WHAT WE’RE READING THIS WEEK

  • In a report by the Congressional Research Service, Corrie E. Clark and Heather L. Greenley, Congressional Research Service energy policy analysts, discussed the challenges and benefits that cryptocurrency presents to the energy sector. Clark and Greenley found that the production of some types of cryptocurrency requires substantial energy. Clark and Greenley explained that the substantial energy used during cryptocurrency production can, at times, exceed the power capacity of a region and drive up electricity costs for customers. Clark and Greenley suggested that to curb the energy intensity of cryptocurrency, the U.S. Congress and the U.S. Department of Energy could establish a minimum energy conservation standard for cryptocurrency mining technology and data centers. Clark and Greenley also noted that Congress could decide that the Federal Energy Regulatory Commission has the authority to regulate cryptocurrency because blockchain technology could be considered a form of electricity trading.

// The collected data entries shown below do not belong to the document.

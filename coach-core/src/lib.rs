pub mod calendar;
pub mod clock;
pub mod identity;
pub mod payment;
pub mod search;
pub mod text_enum;

/// Failures raised by store implementations.
#[derive(Debug, thiserror::Error)]
pub enum StoreError {
    /// The store refused to confirm seats that another booking already holds
    /// on the same trip.
    #[error("Seats {} are already booked", .0.join(", "))]
    SeatsTaken(Vec<String>),
    #[error("Duplicate record: {0}")]
    Duplicate(String),
    #[error("Storage backend error: {0}")]
    Backend(String),
}

/// Every way a booking, catalogue or search operation can fail.
#[derive(Debug, thiserror::Error)]
pub enum EngineError {
    #[error("{0} not found")]
    NotFound(String),
    #[error("{0}")]
    Validation(String),
    #[error("Seats {} are already booked", .0.join(", "))]
    SeatConflict(Vec<String>),
    #[error("Invalid seat numbers: {}", .0.join(", "))]
    InvalidSeat(Vec<String>),
    #[error("{0}")]
    Forbidden(String),
    #[error("Booking is already cancelled")]
    AlreadyCancelled,
    #[error("Cannot cancel past bookings")]
    JourneyElapsed,
    #[error("Payment already completed")]
    AlreadyPaid,
    #[error("Storage failure: {0}")]
    Store(StoreError),
}

/// HTTP-style class of a failure, used by transports to pick a status code.
#[derive(Debug, Clone, Copy, PartialEq, Eq)]
pub enum StatusClass {
    BadRequest,
    Forbidden,
    NotFound,
    Internal,
}

impl EngineError {
    pub fn status_class(&self) -> StatusClass {
        match self {
            EngineError::NotFound(_) => StatusClass::NotFound,
            EngineError::Forbidden(_) => StatusClass::Forbidden,
            EngineError::Validation(_)
            | EngineError::SeatConflict(_)
            | EngineError::InvalidSeat(_)
            | EngineError::AlreadyCancelled
            | EngineError::JourneyElapsed
            | EngineError::AlreadyPaid => StatusClass::BadRequest,
            EngineError::Store(_) => StatusClass::Internal,
        }
    }
}

impl From<StoreError> for EngineError {
    fn from(err: StoreError) -> Self {
        match err {
            StoreError::SeatsTaken(seats) => EngineError::SeatConflict(seats),
            StoreError::Duplicate(msg) => EngineError::Validation(msg),
            other => EngineError::Store(other),
        }
    }
}

pub type EngineResult<T> = Result<T, EngineError>;
pub type StoreResult<T> = Result<T, StoreError>;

  • In a report by the Center for American Progress (CAP), Eugenio Weigend Vargas, CAP’s director for gun violence prevention, and Jeri Bonavia, executive director at the Wisconsin Anti-Violence Effort Educational Fund, discussed the relationship between a Wisconsin law allowing concealed carry firearms and increased gun violence in Wisconsin. Weigend and Bonavia focused their analysis on a 2011 Wisconsin law that enabled individuals to carry concealed firearms after obtaining a permit for the first time in the state’s history. Weigend and Bonavia found that certain violent gun-related crime and gun theft increased after the law was implemented.

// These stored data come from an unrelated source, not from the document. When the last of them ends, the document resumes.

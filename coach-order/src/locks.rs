use std::collections::HashMap;
use std::sync::{Arc, Mutex};

use chrono::NaiveDate;
use tokio::sync::{Mutex as AsyncMutex, OwnedMutexGuard};
use uuid::Uuid;

/// Identifies one trip: a bus on a route on a calendar day.
#[derive(Debug, Clone, Copy, PartialEq, Eq, Hash)]
pub struct TripKey {
    pub bus_id: Uuid,
    pub route_id: Uuid,
    pub journey_date: NaiveDate,
}

/// Hands out one async mutex per trip so that the read-check-write of a
/// reservation runs alone for that trip. Trips on different keys proceed in
/// parallel.
#[derive(Default)]
pub struct ReservationLocks {
    slots: Mutex<HashMap<TripKey, Arc<AsyncMutex<()>>>>,
}

impl ReservationLocks {
    pub fn new() -> Self {
        Self::default()
    }

    pub async fn acquire(&self, key: TripKey) -> OwnedMutexGuard<()> {
        let slot = {
            let mut slots = match self.slots.lock() {
                Ok(guard) => guard,
                Err(poisoned) => poisoned.into_inner(),
            };
            // Drop slots nobody holds or waits on.
            slots.retain(|_, m| Arc::strong_count(m) > 1);
            slots.entry(key).or_default().clone()
        };
        slot.lock_owned().await
    }

}
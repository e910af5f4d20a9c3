use async_trait::async_trait;
use chrono::{DateTime, Utc};
use coach_catalog::{
    Amenity, Bus, BusCatalog, LayoutKind, Route, RouteCatalog, SeatLayout, SeatLayoutStore, SeatSpec, StopPoint,
};
use coach_core::StoreResult;
use sqlx::types::Json;
use sqlx::PgPool;
use uuid::Uuid;

use crate::database::{backend, contains_pattern, corrupt, store_err};

/// Postgres-backed buses, routes and seat layouts.
pub struct PgCatalogRepository {
    pool: PgPool,
}

impl PgCatalogRepository {
    pub fn new(pool: PgPool) -> Self {
        Self { pool }
    }
}

#[derive(sqlx::FromRow)]
struct BusRow {
    id: Uuid,
    name: String,
    bus_number: String,
    bus_type: String,
    total_seats: i32,
    amenities: Vec<String>,
    operator: String,
    is_active: bool,
    created_at: DateTime<Utc>,
    updated_at: DateTime<Utc>,
}

impl TryFrom<BusRow> for Bus {
    type Error = coach_core::StoreError;

    fn try_from(row: BusRow) -> Result<Self, Self::Error> {
        let amenities = row
            .amenities
            .iter()
            .map(|a| a.parse::<Amenity>())
            .collect::<Result<Vec<_>, _>>()
            .map_err(|e| corrupt("amenity", e))?;
        Ok(Bus {
            id: row.id,
            name: row.name,
            bus_number: row.bus_number,
            bus_type: row.bus_type.parse().map_err(|e| corrupt("bus type", e))?,
            total_seats: u32::try_from(row.total_seats).map_err(|e| corrupt("seat count", e))?,
            amenities,
            operator: row.operator,
            is_active: row.is_active,
            created_at: row.created_at,
            updated_at: row.updated_at,
        })
    }
}

#[derive(sqlx::FromRow)]
struct RouteRow {
    id: Uuid,
    bus_id: Uuid,
    source: String,
    destination: String,
    departure_time: String,
    arrival_time: String,
    duration: String,
    distance: i32,
    price: i64,
    days: Vec<String>,
    boarding_points: Json<Vec<StopPoint>>,
    dropping_points: Json<Vec<StopPoint>>,
    is_active: bool,
    created_at: DateTime<Utc>,
    updated_at: DateTime<Utc>,
}

impl TryFrom<RouteRow> for Route {
    type Error = coach_core::StoreError;

    fn try_from(row: RouteRow) -> Result<Self, Self::Error> {
        Ok(Route {
            id: row.id,
            bus_id: row.bus_id,
            source: row.source,
            destination: row.destination,
            departure_time: row.departure_time,
            arrival_time: row.arrival_time,
            duration: row.duration,
            distance: u32::try_from(row.distance).map_err(|e| corrupt("distance", e))?,
            price: row.price,
            days: row.days,
            boarding_points: row.boarding_points.0,
            dropping_points: row.dropping_points.0,
            is_active: row.is_active,
            created_at: row.created_at,
            updated_at: row.updated_at,
        })
    }
}

#[derive(sqlx::FromRow)]
struct LayoutRow {
    id: Uuid,
    bus_id: Uuid,
    layout: String,
    total_seats: i32,
    seats: Json<Vec<SeatSpec>>,
    created_at: DateTime<Utc>,
}

impl TryFrom<LayoutRow> for SeatLayout {
    type Error = coach_core::StoreError;

    fn try_from(row: LayoutRow) -> Result<Self, Self::Error> {
        Ok(SeatLayout {
            id: row.id,
            bus_id: row.bus_id,
            layout: row.layout.parse::<LayoutKind>().map_err(|e| corrupt("layout", e))?,
            total_seats: u32::try_from(row.total_seats).map_err(|e| corrupt("seat count", e))?,
            seats: row.seats.0,
            created_at: row.created_at,
        })
    }
}

fn collect<R, T>(rows: Vec<R>) -> StoreResult<Vec<T>>
where
    T: TryFrom<R, Error = coach_core::StoreError>,
{
    rows.into_iter().map(T::try_from).collect()
}

const BUS_COLUMNS: &str =
    "id, name, bus_number, bus_type, total_seats, amenities, operator, is_active, created_at, updated_at";

const ROUTE_COLUMNS: &str = "id, bus_id, source, destination, departure_time, arrival_time, duration, \
     distance, price, days, boarding_points, dropping_points, is_active, created_at, updated_at";

#[async_trait]
impl BusCatalog for PgCatalogRepository {
    async fn bus(&self, id: Uuid) -> StoreResult<Option<Bus>> {
        let row = sqlx::query_as::<_, BusRow>(&format!("SELECT {} FROM buses WHERE id = $1", BUS_COLUMNS))
            .bind(id)
            .fetch_optional(&self.pool)
            .await
            .map_err(backend)?;
        row.map(Bus::try_from).transpose()
    }

    async fn list_buses(&self) -> StoreResult<Vec<Bus>> {
        let rows = sqlx::query_as::<_, BusRow>(&format!(
            "SELECT {} FROM buses ORDER BY created_at DESC",
            BUS_COLUMNS
        ))
        .fetch_all(&self.pool)
        .await
        .map_err(backend)?;
        collect(rows)
    }

    async fn insert_bus(&self, bus: &Bus) -> StoreResult<()> {
        let amenities: Vec<&str> = bus.amenities.iter().map(|a| a.as_str()).collect();
        sqlx::query(
            r#"
            INSERT INTO buses (id, name, bus_number, bus_type, total_seats, amenities, operator, is_active, created_at, updated_at)
            VALUES ($1, $2, $3, $4, $5, $6, $7, $8, $9, $10)
            "#,
        )
        .bind(bus.id)
        .bind(&bus.name)
        .bind(&bus.bus_number)
        .bind(bus.bus_type.as_str())
        .bind(bus.total_seats as i32)
        .bind(&amenities)
        .bind(&bus.operator)
        .bind(bus.is_active)
        .bind(bus.created_at)
        .bind(bus.updated_at)
        .execute(&self.pool)
        .await
        .map_err(|e| store_err(e, "Bus number already exists"))?;
        Ok(())
    }

    async fn update_bus(&self, bus: &Bus) -> StoreResult<()> {
        let amenities: Vec<&str> = bus.amenities.iter().map(|a| a.as_str()).collect();
        sqlx::query(
            r#"
            UPDATE buses
            SET name = $2, bus_number = $3, bus_type = $4, total_seats = $5, amenities = $6,
                operator = $7, is_active = $8, updated_at = $9
            WHERE id = $1
            "#,
        )
        .bind(bus.id)
        .bind(&bus.name)
        .bind(&bus.bus_number)
        .bind(bus.bus_type.as_str())
        .bind(bus.total_seats as i32)
        .bind(&amenities)
        .bind(&bus.operator)
        .bind(bus.is_active)
        .bind(bus.updated_at)
        .execute(&self.pool)
        .await
        .map_err(|e| store_err(e, "Bus number already exists"))?;
        Ok(())
    }

    async fn delete_bus(&self, id: Uuid) -> StoreResult<()> {
        sqlx::query("DELETE FROM buses WHERE id = $1")
            .bind(id)
            .execute(&self.pool)
            .await
            .map_err(backend)?;
        Ok(())
    }
}

#[async_trait]
impl RouteCatalog for PgCatalogRepository {
    async fn route(&self, id: Uuid) -> StoreResult<Option<Route>> {
        let row = sqlx::query_as::<_, RouteRow>(&format!("SELECT {} FROM routes WHERE id = $1", ROUTE_COLUMNS))
            .bind(id)
            .fetch_optional(&self.pool)
            .await
            .map_err(backend)?;
        row.map(Route::try_from).transpose()
    }

    async fn list_routes(&self) -> StoreResult<Vec<Route>> {
        let rows = sqlx::query_as::<_, RouteRow>(&format!(
            "SELECT {} FROM routes ORDER BY created_at DESC",
            ROUTE_COLUMNS
        ))
        .fetch_all(&self.pool)
        .await
        .map_err(backend)?;
        collect(rows)
    }

    async fn routes_for_bus(&self, bus_id: Uuid, active_only: bool) -> StoreResult<Vec<Route>> {
        let rows = sqlx::query_as::<_, RouteRow>(&format!(
            "SELECT {} FROM routes WHERE bus_id = $1 AND (is_active OR NOT $2) ORDER BY created_at DESC",
            ROUTE_COLUMNS
        ))
        .bind(bus_id)
        .bind(active_only)
        .fetch_all(&self.pool)
        .await
        .map_err(backend)?;
        collect(rows)
    }

    async fn search_routes(&self, source: &str, destination: &str) -> StoreResult<Vec<Route>> {
        let rows = sqlx::query_as::<_, RouteRow>(&format!(
            "SELECT {} FROM routes \
             WHERE is_active AND source ILIKE $1 AND destination ILIKE $2 \
             ORDER BY created_at DESC",
            ROUTE_COLUMNS
        ))
        .bind(contains_pattern(source))
        .bind(contains_pattern(destination))
        .fetch_all(&self.pool)
        .await
        .map_err(backend)?;
        collect(rows)
    }

    async fn insert_route(&self, route: &Route) -> StoreResult<()> {
        sqlx::query(
            r#"
            INSERT INTO routes (id, bus_id, source, destination, departure_time, arrival_time, duration,
                                distance, price, days, boarding_points, dropping_points, is_active,
                                created_at, updated_at)
            VALUES ($1, $2, $3, $4, $5, $6, $7, $8, $9, $10, $11, $12, $13, $14, $15)
            "#,
        )
        .bind(route.id)
        .bind(route.bus_id)
        .bind(&route.source)
        .bind(&route.destination)
        .bind(&route.departure_time)
        .bind(&route.arrival_time)
        .bind(&route.duration)
        .bind(route.distance as i32)
        .bind(route.price)
        .bind(&route.days)
        .bind(Json(&route.boarding_points))
        .bind(Json(&route.dropping_points))
        .bind(route.is_active)
        .bind(route.created_at)
        .bind(route.updated_at)
        .execute(&self.pool)
        .await
        .map_err(backend)?;
        Ok(())
    }

    async fn update_route(&self, route: &Route) -> StoreResult<()> {
        sqlx::query(
            r#"
            UPDATE routes
            SET bus_id = $2, source = $3, destination = $4, departure_time = $5, arrival_time = $6,
                duration = $7, distance = $8, price = $9, days = $10, boarding_points = $11,
                dropping_points = $12, is_active = $13, updated_at = $14
            WHERE id = $1
            "#,
        )
        .bind(route.id)
        .bind(route.bus_id)
        .bind(&route.source)
        .bind(&route.destination)
        .bind(&route.departure_time)
        .bind(&route.arrival_time)
        .bind(&route.duration)
        .bind(route.distance as i32)
        .bind(route.price)
        .bind(&route.days)
        .bind(Json(&route.boarding_points))
        .bind(Json(&route.dropping_points))
        .bind(route.is_active)
        .bind(route.updated_at)
        .execute(&self.pool)
        .await
        .map_err(backend)?;
        Ok(())
    }

    async fn delete_route(&self, id: Uuid) -> StoreResult<()> {
        sqlx::query("DELETE FROM routes WHERE id = $1")
            .bind(id)
            .execute(&self.pool)
            .await
            .map_err(backend)?;
        Ok(())
    }
}

#[async_trait]
impl SeatLayoutStore for PgCatalogRepository {
    async fn layout(&self, bus_id: Uuid) -> StoreResult<Option<SeatLayout>> {
        let row = sqlx::query_as::<_, LayoutRow>(
            "SELECT id, bus_id, layout, total_seats, seats, created_at FROM seat_layouts WHERE bus_id = $1",
        )
        .bind(bus_id)
        .fetch_optional(&self.pool)
        .await
        .map_err(backend)?;
        row.map(SeatLayout::try_from).transpose()
    }

    async fn insert_layout(&self, layout: &SeatLayout) -> StoreResult<()> {
        sqlx::query(
            r#"
            INSERT INTO seat_layouts (id, bus_id, layout, total_seats, seats, created_at)
            VALUES ($1, $2, $3, $4, $5, $6)
            "#,
        )
        .bind(layout.id)
        .bind(layout.bus_id)
        .bind(layout.layout.as_str())
        .bind(layout.total_seats as i32)
        .bind(Json(&layout.seats))
        .bind(layout.created_at)
        .execute(&self.pool)
        .await
        .map_err(|e| store_err(e, "Seat layout already exists for this bus"))?;
        Ok(())
    }

    async fn update_layout(&self, layout: &SeatLayout) -> StoreResult<()> {
        sqlx::query("UPDATE seat_layouts SET layout = $2, total_seats = $3, seats = $4 WHERE bus_id = $1")
            .bind(layout.bus_id)
            .bind(layout.layout.as_str())
            .bind(layout.total_seats as i32)
            .bind(Json(&layout.seats))
            .execute(&self.pool)
            .await
            .map_err(backend)?;
        Ok(())
    }
}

  • In an Environmental Defense Fund blog post, Gabriel Malek and several coauthors argued that the U.S. Securities and Exchange Commission should require companies to disclose their climate-related risks to investors. Malek and his coauthors contested that Winter Storm Uri—a storm in Texas that led to widespread electricity loss, billions of dollars in damage, and the death of over 150 people—should spur mandatory climate disclosure in yearly company reports because this information can help investors better assess the cost of climate related risks. Malek and his coauthors reasoned that such disclosures would cause companies to invest more heavily in climate mitigation efforts and disaster planning.

FLASHBACK FRIDAY

  • In an essay in The Regulatory Review, David Rudovsky, law professor at the University of Pennsylvania Law School, discussed problems with excessive police force in the United States. Rudovsky highlighted that police violence is compounded by qualified immunity, a doctrine that often shields officers, who are found to have violated individuals’ rights, from paying damages in civil court. Rudovsky suggested possible regulatory solutions for police reform, including conducting an in-depth review of departmental force and training policies, providing officers with less lethal weapons, and calling attention to implicit biases that officers may hold against minorities.